By Barry Rubin
In Washington DC they are still ridiculing the idea that Turkey’s government is Islamist, is working step by step to transform fundamentally that country’s state and society, or that it is closer to Tehran than to the United States nowadays or more friendly to Hamas and Hizballah than to Israel.
Yet anyone who actually talks to Turks or looks at daily life there—and that includes the U.S. embassy in Ankara—knew better.
First, a bombshell. No sooner have the heads of the armed forces resigned than the regime issues an arrest warrent for seven senior officers. The Turkish army is finished as a political force–partly thanks to the European Union insisting that it withdraw from a political role–while the courts are being neutralized and the media is being bought up. There is no institution left to prevent the current regime from Islamizing Turkey and fundamentally transforming its society.
In all, 22 suspects are being sought. And what is the charge, you might ask, after all, Turkey is a democratic state, isn’t it? The charge is: conducting anti-government propaganda. In other words, if people in the army have criticized the government and its policies even in conversation that is now a crime. This kind of thing is the characteristic of a dictatorship.
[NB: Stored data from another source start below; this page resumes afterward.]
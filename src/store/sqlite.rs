//! SQLite-backed persistent collections.
//! WAL mode, one connection behind a mutex. Translation rows are idempotent
//! overwrites (INSERT OR REPLACE), order lines are patched per document so
//! unrelated fields survive concurrent writers, catalog entries are
//! insert/delete only.

use std::path::Path;

use parking_lot::Mutex;
use rusqlite::{params, Connection, OptionalExtension, Row};
use tracing::info;

use crate::catalog::CatalogEntry;
use crate::order::{Category, OrderLine, OrderPatch, Requester, Supplier, Unit};
use crate::translate::{Lang, TranslationRecord};

use super::{
    now_unix, CatalogCollection, OrderCollection, StoreError, TranslationCollection,
};

pub struct SqliteStore {
    conn: Mutex<Connection>,
}

impl SqliteStore {
    /// Open (or create) the database at the given path.
    pub fn open(db_path: &Path) -> Result<Self, StoreError> {
        let conn = Connection::open(db_path)?;

        // WAL mode for better concurrent read performance
        conn.execute_batch("PRAGMA journal_mode=WAL; PRAGMA synchronous=NORMAL;")?;

        conn.execute_batch(
            "CREATE TABLE IF NOT EXISTS translation_cache (
                name_key TEXT PRIMARY KEY,
                tr TEXT NOT NULL,
                de TEXT NOT NULL,
                pa TEXT NOT NULL,
                created_at INTEGER NOT NULL
            );
            CREATE TABLE IF NOT EXISTS order_lines (
                id TEXT PRIMARY KEY,
                raw_name TEXT NOT NULL,
                input_lang TEXT NOT NULL,
                name_tr TEXT,
                name_de TEXT,
                name_pa TEXT,
                category TEXT NOT NULL,
                quantity REAL NOT NULL,
                unit TEXT NOT NULL,
                requester TEXT NOT NULL,
                supplier TEXT NOT NULL,
                estimated_cost REAL NOT NULL DEFAULT 0,
                bought INTEGER NOT NULL DEFAULT 0,
                archived INTEGER NOT NULL DEFAULT 0,
                pending INTEGER NOT NULL DEFAULT 1,
                created_at INTEGER NOT NULL,
                bought_at INTEGER
            );
            CREATE INDEX IF NOT EXISTS idx_order_created
                ON order_lines(created_at);
            CREATE TABLE IF NOT EXISTS catalog (
                id TEXT PRIMARY KEY,
                category TEXT NOT NULL,
                tr TEXT NOT NULL,
                de TEXT NOT NULL,
                pa TEXT NOT NULL,
                default_cost REAL NOT NULL DEFAULT 0,
                default_supplier TEXT NOT NULL,
                created_at INTEGER NOT NULL
            );",
        )?;

        info!(path = %db_path.display(), "sqlite store opened");

        Ok(Self {
            conn: Mutex::new(conn),
        })
    }
}

fn order_line_from_row(row: &Row<'_>) -> rusqlite::Result<OrderLine> {
    let name_tr: Option<String> = row.get("name_tr")?;
    let name_de: Option<String> = row.get("name_de")?;
    let name_pa: Option<String> = row.get("name_pa")?;
    let names = match (name_tr, name_de, name_pa) {
        (Some(tr), Some(de), Some(pa)) => Some(TranslationRecord { tr, de, pa }),
        _ => None,
    };

    Ok(OrderLine {
        id: row.get("id")?,
        raw_name: row.get("raw_name")?,
        input_lang: Lang::from_tag(&row.get::<_, String>("input_lang")?),
        names,
        category: Category::from_tag(&row.get::<_, String>("category")?),
        quantity: row.get("quantity")?,
        unit: Unit::from_tag(&row.get::<_, String>("unit")?),
        requester: Requester::from_tag(&row.get::<_, String>("requester")?),
        supplier: Supplier::from_tag(&row.get::<_, String>("supplier")?),
        estimated_cost: row.get("estimated_cost")?,
        bought: row.get::<_, i64>("bought")? != 0,
        archived: row.get::<_, i64>("archived")? != 0,
        pending: row.get::<_, i64>("pending")? != 0,
        created_at: row.get("created_at")?,
        bought_at: row.get("bought_at")?,
    })
}

impl TranslationCollection for SqliteStore {
    fn get(&self, key: &str) -> Result<Option<TranslationRecord>, StoreError> {
        let conn = self.conn.lock();
        let record = conn
            .query_row(
                "SELECT tr, de, pa FROM translation_cache WHERE name_key = ?1",
                params![key],
                |row| {
                    Ok(TranslationRecord {
                        tr: row.get(0)?,
                        de: row.get(1)?,
                        pa: row.get(2)?,
                    })
                },
            )
            .optional()?;
        Ok(record)
    }

    fn put(&self, key: &str, record: &TranslationRecord) -> Result<(), StoreError> {
        let conn = self.conn.lock();
        conn.execute(
            "INSERT OR REPLACE INTO translation_cache
             (name_key, tr, de, pa, created_at)
             VALUES (?1, ?2, ?3, ?4, ?5)",
            params![key, record.tr, record.de, record.pa, now_unix()],
        )?;
        Ok(())
    }
}

impl OrderCollection for SqliteStore {
    fn append(&self, line: &OrderLine) -> Result<(), StoreError> {
        let conn = self.conn.lock();
        conn.execute(
            "INSERT INTO order_lines
             (id, raw_name, input_lang, name_tr, name_de, name_pa, category,
              quantity, unit, requester, supplier, estimated_cost, bought,
              archived, pending, created_at, bought_at)
             VALUES (?1, ?2, ?3, ?4, ?5, ?6, ?7, ?8, ?9, ?10, ?11, ?12, ?13,
                     ?14, ?15, ?16, ?17)",
            params![
                line.id,
                line.raw_name,
                line.input_lang.tag(),
                line.names.as_ref().map(|n| n.tr.as_str()),
                line.names.as_ref().map(|n| n.de.as_str()),
                line.names.as_ref().map(|n| n.pa.as_str()),
                line.category.tag(),
                line.quantity,
                line.unit.tag(),
                line.requester.tag(),
                line.supplier.tag(),
                line.estimated_cost,
                line.bought as i64,
                line.archived as i64,
                line.pending as i64,
                line.created_at,
                line.bought_at,
            ],
        )?;
        Ok(())
    }

    fn patch(&self, id: &str, patch: &OrderPatch) -> Result<(), StoreError> {
        if patch.is_empty() {
            return Ok(());
        }

        let conn = self.conn.lock();
        let mut matched = false;

        if let Some(names) = &patch.names {
            let n = conn.execute(
                "UPDATE order_lines
                 SET name_tr = ?1, name_de = ?2, name_pa = ?3, pending = 0
                 WHERE id = ?4",
                params![names.tr, names.de, names.pa, id],
            )?;
            matched |= n > 0;
        }
        if let Some(bought) = patch.bought {
            let bought_at = bought.then(now_unix);
            let n = conn.execute(
                "UPDATE order_lines SET bought = ?1, bought_at = ?2 WHERE id = ?3",
                params![bought as i64, bought_at, id],
            )?;
            matched |= n > 0;
        }
        if let Some(archived) = patch.archived {
            let n = conn.execute(
                "UPDATE order_lines SET archived = ?1 WHERE id = ?2",
                params![archived as i64, id],
            )?;
            matched |= n > 0;
        }

        if matched {
            Ok(())
        } else {
            Err(StoreError::NotFound(id.to_string()))
        }
    }

    fn load_all(&self) -> Result<Vec<OrderLine>, StoreError> {
        let conn = self.conn.lock();
        let mut stmt =
            conn.prepare("SELECT * FROM order_lines ORDER BY created_at DESC, rowid DESC")?;
        let lines = stmt
            .query_map([], order_line_from_row)?
            .collect::<rusqlite::Result<Vec<_>>>()?;
        Ok(lines)
    }
}

impl CatalogCollection for SqliteStore {
    fn insert(&self, entry: &CatalogEntry) -> Result<(), StoreError> {
        let conn = self.conn.lock();
        conn.execute(
            "INSERT INTO catalog
             (id, category, tr, de, pa, default_cost, default_supplier, created_at)
             VALUES (?1, ?2, ?3, ?4, ?5, ?6, ?7, ?8)",
            params![
                entry.id,
                entry.category.tag(),
                entry.names.tr,
                entry.names.de,
                entry.names.pa,
                entry.default_cost,
                entry.default_supplier.tag(),
                entry.created_at,
            ],
        )?;
        Ok(())
    }

    fn delete(&self, id: &str) -> Result<(), StoreError> {
        let conn = self.conn.lock();
        conn.execute("DELETE FROM catalog WHERE id = ?1", params![id])?;
        Ok(())
    }

    fn list(&self) -> Result<Vec<CatalogEntry>, StoreError> {
        let conn = self.conn.lock();
        let mut stmt = conn.prepare(
            "SELECT id, category, tr, de, pa, default_cost, default_supplier, created_at
             FROM catalog",
        )?;
        let entries = stmt
            .query_map([], |row| {
                Ok(CatalogEntry {
                    id: row.get(0)?,
                    category: Category::from_tag(&row.get::<_, String>(1)?),
                    names: TranslationRecord {
                        tr: row.get(2)?,
                        de: row.get(3)?,
                        pa: row.get(4)?,
                    },
                    default_cost: row.get(5)?,
                    default_supplier: Supplier::from_tag(&row.get::<_, String>(6)?),
                    created_at: row.get(7)?,
                })
            })?
            .collect::<rusqlite::Result<Vec<_>>>()?;
        Ok(entries)
    }

    fn count(&self) -> Result<usize, StoreError> {
        let conn = self.conn.lock();
        let count: i64 = conn.query_row("SELECT COUNT(*) FROM catalog", [], |row| row.get(0))?;
        Ok(count as usize)
    }
}
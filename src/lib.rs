//! Pastillo: shared kitchen-supply ordering list core.
//! Staff add items in their own language; the pipeline resolves a canonical
//! three-language name, keeps a live order list, and batches pending items
//! into per-supplier dispatch messages.

pub mod catalog;
pub mod order;
pub mod store;
pub mod submit;
pub mod translate;

use std::path::Path;
use std::sync::Arc;

use tracing::{info, warn};

use catalog::CatalogReconciler;
use order::store::OrderListStore;
use store::sqlite::SqliteStore;
use store::{CatalogCollection, OrderCollection, StoreError, TranslationCollection};
use submit::OrderService;
use translate::gateway::CacheGateway;
use translate::gemini::GeminiClient;
use translate::resolver::TranslationResolver;
use translate::Translator;

/// Entries kept in the in-memory cache layer in front of the persistent
/// translation collection.
const MEM_CACHE_CAPACITY: usize = 512;

/// Shared pipeline wiring handed to the UI layer.
pub struct KitchenContext {
    pub orders: Arc<OrderListStore>,
    pub catalog: Arc<CatalogReconciler>,
    pub resolver: Arc<TranslationResolver>,
    pub service: OrderService,
}

/// Initialize tracing with an env-filterable subscriber.
pub fn init_tracing() {
    tracing_subscriber::fmt()
        .with_env_filter(
            tracing_subscriber::EnvFilter::try_from_default_env()
                .unwrap_or_else(|_| "pastillo=debug".parse().unwrap()),
        )
        .with_target(true)
        .init();
}

/// Build the full pipeline on a SQLite database. Must run inside a tokio
/// runtime.
///
/// A missing `GEMINI_API_KEY` disables real translation rather than failing
/// startup; submissions then resolve to identity names and stay fully
/// usable.
pub fn bootstrap(db_path: &Path) -> Result<KitchenContext, StoreError> {
    let sqlite = Arc::new(SqliteStore::open(db_path)?);
    build_context(
        sqlite.clone(),
        sqlite.clone(),
        sqlite,
        translator_from_env(),
    )
}

fn translator_from_env() -> Option<Arc<dyn Translator>> {
    match GeminiClient::new() {
        Ok(client) => {
            info!("gemini translation client initialized");
            Some(Arc::new(client))
        }
        Err(e) => {
            warn!(error = %e, "translation client init failed (API key missing?), translation disabled");
            None
        }
    }
}

/// Wire the pipeline over explicit collection implementations.
pub fn build_context(
    translations: Arc<dyn TranslationCollection>,
    orders: Arc<dyn OrderCollection>,
    catalog_collection: Arc<dyn CatalogCollection>,
    translator: Option<Arc<dyn Translator>>,
) -> Result<KitchenContext, StoreError> {
    let gateway = Arc::new(CacheGateway::new(MEM_CACHE_CAPACITY, translations));
    let resolver = Arc::new(TranslationResolver::new(gateway, translator));
    let orders = Arc::new(OrderListStore::new(orders)?);
    let catalog = Arc::new(CatalogReconciler::new(catalog_collection));

    // One-shot guarded seeding, keyed off the collection size at startup.
    if let Err(e) = catalog.seed_if_empty() {
        warn!(error = %e, "catalog seeding failed, starting with an empty catalog");
    }

    let service = OrderService::start(
        Arc::clone(&resolver),
        Arc::clone(&orders),
        Arc::clone(&catalog),
    );

    Ok(KitchenContext {
        orders,
        catalog,
        resolver,
        service,
    })
}
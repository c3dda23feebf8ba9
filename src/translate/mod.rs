//! Translation pipeline: the three fixed languages, three-language name
//! records, and the external translation capability boundary.

pub mod cache;
pub mod gateway;
pub mod gemini;
pub mod normalize;
pub mod resolver;

use async_trait::async_trait;
use serde::{Deserialize, Serialize};

/// The three fixed languages of the ordering list.
#[derive(Debug, Clone, Copy, PartialEq, Eq, Hash, Serialize, Deserialize)]
#[serde(rename_all = "lowercase")]
pub enum Lang {
    Tr,
    De,
    Pa,
}

impl Lang {
    pub const ALL: [Lang; 3] = [Lang::Tr, Lang::De, Lang::Pa];

    pub fn tag(self) -> &'static str {
        match self {
            Lang::Tr => "tr",
            Lang::De => "de",
            Lang::Pa => "pa",
        }
    }

    /// Decode a stored language tag. Unknown tags fall back to Turkish,
    /// the list's default language.
    pub fn from_tag(tag: &str) -> Lang {
        match tag {
            "de" => Lang::De,
            "pa" => Lang::Pa,
            _ => Lang::Tr,
        }
    }

    /// Language name as spelled out in the translation prompt.
    pub fn prompt_name(self) -> &'static str {
        match self {
            Lang::Tr => "Turkish",
            Lang::De => "German",
            Lang::Pa => "Punjabi",
        }
    }
}

impl std::fmt::Display for Lang {
    fn fmt(&self, f: &mut std::fmt::Formatter<'_>) -> std::fmt::Result {
        write!(f, "{}", self.tag())
    }
}

/// Display names for one product in all three languages.
///
/// Invariant: every slot is non-empty. Resolution substitutes the raw input
/// name for any language the capability omits, and the identity record maps
/// all three slots to the raw name. Records are immutable once cached.
#[derive(Debug, Clone, PartialEq, Eq, Serialize, Deserialize)]
pub struct TranslationRecord {
    pub tr: String,
    pub de: String,
    pub pa: String,
}

impl TranslationRecord {
    /// Record mapping every language to the raw input name. Used when the
    /// external capability is unavailable or fails: the submitter sees their
    /// own input in all three slots and the line stays fully usable.
    pub fn identity(raw: &str) -> Self {
        Self {
            tr: raw.to_string(),
            de: raw.to_string(),
            pa: raw.to_string(),
        }
    }

    /// Build from per-language candidates, substituting `raw` for any
    /// missing or blank slot.
    pub fn with_fallback(raw: &str, candidates: RawTranslations) -> Self {
        fn pick(candidate: Option<String>, raw: &str) -> String {
            match candidate {
                Some(s) if !s.trim().is_empty() => s,
                _ => raw.to_string(),
            }
        }
        Self {
            tr: pick(candidates.tr, raw),
            de: pick(candidates.de, raw),
            pa: pick(candidates.pa, raw),
        }
    }

    pub fn get(&self, lang: Lang) -> &str {
        match lang {
            Lang::Tr => &self.tr,
            Lang::De => &self.de,
            Lang::Pa => &self.pa,
        }
    }
}

/// Per-language candidates returned by the external capability, possibly
/// incomplete. The resolver fills the gaps before anything is cached.
#[derive(Debug, Clone, Default, Deserialize)]
pub struct RawTranslations {
    pub tr: Option<String>,
    pub de: Option<String>,
    pub pa: Option<String>,
}

/// Translator trait (adapter for different backends).
#[async_trait]
pub trait Translator: Send + Sync {
    /// Translate a raw product name into all three target languages.
    async fn translate(
        &self,
        raw_name: &str,
        input_lang: Lang,
    ) -> Result<RawTranslations, TranslateError>;
}

#[derive(Debug)]
pub enum TranslateError {
    ApiError(String),
    RateLimited { retry_after_ms: u64 },
    Timeout,
    Malformed(String),
    InvalidInput(String),
}

impl std::fmt::Display for TranslateError {
    fn fmt(&self, f: &mut std::fmt::Formatter<'_>) -> std::fmt::Result {
        match self {
            TranslateError::ApiError(msg) => write!(f, "API error: {msg}"),
            TranslateError::RateLimited { retry_after_ms } => {
                write!(f, "rate limited, retry after {retry_after_ms}ms")
            }
            TranslateError::Timeout => write!(f, "translation timeout"),
            TranslateError::Malformed(msg) => write!(f, "malformed response: {msg}"),
            TranslateError::InvalidInput(msg) => write!(f, "invalid input: {msg}"),
        }
    }
}

/// Echo translator for wiring tests without a live API.
pub struct StubTranslator;

#[async_trait]
impl Translator for StubTranslator {
    async fn translate(
        &self,
        raw_name: &str,
        _input_lang: Lang,
    ) -> Result<RawTranslations, TranslateError> {
        Ok(RawTranslations {
            tr: Some(format!("{raw_name} (tr)")),
            de: Some(format!("{raw_name} (de)")),
            pa: Some(format!("{raw_name} (pa)")),
        })
    }
}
Here are the officers to be arrested: former 1st Army Commander retired Gen. Hasan Iğsız; Maj. Gen. Mustafa Bakıcı; the General Staff’s legal counsel Maj. Gen. Hıfzı Çubuklu; Lt. Gen. Mehmet Eröz; Vice Adm. Mehmet Otuzbiroğlu; Lt. Gen. İsmail Hakkı Pekin; and Aegean Army Corp Commander Gen. Nusret Taşdeler, who was recently appointed head of the Education and Doctrine Command (EDOK).
I suspect that their “crime” was advocating secularism and critiquing the government’s Islamist policies. The result will be a disaster for Turks, for the region, and for Western interests. This is nothing less than a coup against the armed forces.
Second, as Ramadan approaches, the city government of Istanbul is seizing outdoor tables from restaurants and cafes so that no one is able to eat openly in public during that month where Muslims fast. It is no exaggeration to say that the impact on historical Turkish society would be equivalent to French fashion shows being able to feature only Islamist garb. Secular Turks understand precisely what this means.
One excuse used was to say that sidewalks and strees must be kept clear. But then the Beyoglu municipality said it would organize evening dinners during Ramadan and concerts that would block busy intersections.
The media reported—it might or might not be true—that Prime Minister Recep Tayyip Erdogan saw all the highly visible eating and drinking when driving through one of the city’s most entertainment-oriented neighborhoods, was shocked, and asked the mayor to act. Erdogan is also a former mayor of Istanbul.
In 2007, 39 percent of Turks said that restaurants should be closed on Ramadan. Now it is 44 percent. Other polls show that pro-Islamist sentiments are rising. I asked a respected Turkish friend why he thought that was and he attributed it to media saturation indoctrination, though there still are some independent newspapers and television channels. He also attributed shockingly rising anti-American and anti-Israel sentiments to this growing immersion in Islamist propaganda.
Want more cases in the “secular republic” of Turkey where democracy prevails and the regime is a U.S. ally worthy of being trusted with mediating Syria’s future? Here are a few:
A woman beaten for wearing shorts while riding on a bus during Ramadan. (Turkish)
In other words, the public enforcement of Islamic “behavior” begins with vigilantes and ends with government regulations.
The problem isn’t that the United States is following a wrong policy to deal with the problem of Turkey, with its powerful army and economy, joining the Islamist side. The problem is that the U.S. government is pretending it isn’t happening at all.
But there are also wider issues. As I’ve noted, the problem is political Islam. When governments and all of their institutions tell Muslims that there is only one way to be properly religious and then forces that definition onto their daily lives then Islam is turned into a tool for the creation, maintenance, and expansion of dictatorial regimes and the destruction of all political dissenters who are Muslim and of all non-Muslim minorities.
The victory of the revolutionaries and making Islamism the standard for Islam isn’t inevitable. But it is a strong trend in Egypt, Turkey, Lebanon, and among the Palestinians. It is a possible victor in Syria and is generally advancing, including among Muslim communities in the West. In Iran, the majority rejects Islamist government but what chance do they have against so many guns and so little international support? With the United States and Europe doing nothing to help–and often refusing to recognizing that the problem even exists–the defeat of radical Islamism is going to take longer, be tougher, and cost more lives.